I don't want to mask the smell from the grains with late hop additions, so perhaps:

40gm fuggles at 60mins (17.7 IBU)
40gm fuggles at 40mins (15.6 IBU)

thanks
 
I'll jump in here because this thread instigated my decision to use some naked golden oats in my last brew. I think they definitely need to be mashed, they are not at all crystallised, and are very starchy.
 
Domix, I think your recipe looks good, and against Manticle, i'd prefer the lower ibu. I like the mixed dark grains, should be decidedly roasty.
 
Ok thanks. Forgot about grain absorption (1 L/kg?).
I'll aim for 30 IBU. Which do think would be better, more hops in late or early in the boil?
I don't want to mask the smell from the grains with late hop additions, so perhaps:

40gm fuggles at 60mins (17.7 IBU)
40gm fuggles at 40mins (15.6 IBU)

thanks

No need for late hops in a stout unless you are making an american stout or feel experimental.
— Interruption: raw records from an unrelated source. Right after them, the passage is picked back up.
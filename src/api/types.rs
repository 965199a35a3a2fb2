//! Webhook payload and response types

use crate::directory::UserId;
use serde::{Deserialize, Serialize};

/// Incoming platform update. Only plain new messages are handled; edits,
/// callbacks and the like deserialize with `message: None`.
#[derive(Debug, Deserialize)]
pub struct Update {
    pub update_id: i64,
    #[serde(default)]
    pub message: Option<IncomingMessage>,
}

#[derive(Debug, Deserialize)]
pub struct IncomingMessage {
    #[serde(default)]
    pub from: Option<Sender>,
    pub chat: Chat,
    #[serde(default)]
    pub text: Option<String>,
}

#[derive(Debug, Deserialize)]
pub struct Sender {
    pub id: i64,
}

#[derive(Debug, Deserialize)]
pub struct Chat {
    pub id: i64,
}

impl Update {
    /// The `(user, text)` pair to dispatch, if this update carries one
    pub fn text_event(&self) -> Option<(UserId, &str)> {
        let message = self.message.as_ref()?;
        let text = message.text.as_deref()?;
        let user = message.from.as_ref().map_or(message.chat.id, |s| s.id);
        Some((UserId(user), text))
    }
}

#[derive(Debug, Serialize)]
pub struct WebhookResponse {
    pub ok: bool,
}

#[derive(Debug, Serialize)]
pub struct ErrorResponse {
    pub error: String,
}

impl ErrorResponse {
    pub fn new(error: impl Into<String>) -> Self {
        Self { error: error.into() }
    }
}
Anything between 60 and 40. I'd probably stick with a single bittering addition to keep it simple



@ Bizier: from memory (have to look it up) my stout recipe sits around 28-30 and is definitely not too bitter. However it's generally made as a sweet stout. I guess anything between 20 and 30 would service.

OP - maybe aim for 25 and see how you like that?
 
I definitely want the malt to shine in this one. A winter warmer.
As far as a single hop addition, BeerSmith is giving me 23 IBU with 60g of Fuggles at 40 min.
That sounds nice.

Thanks for the input. Most appreciated.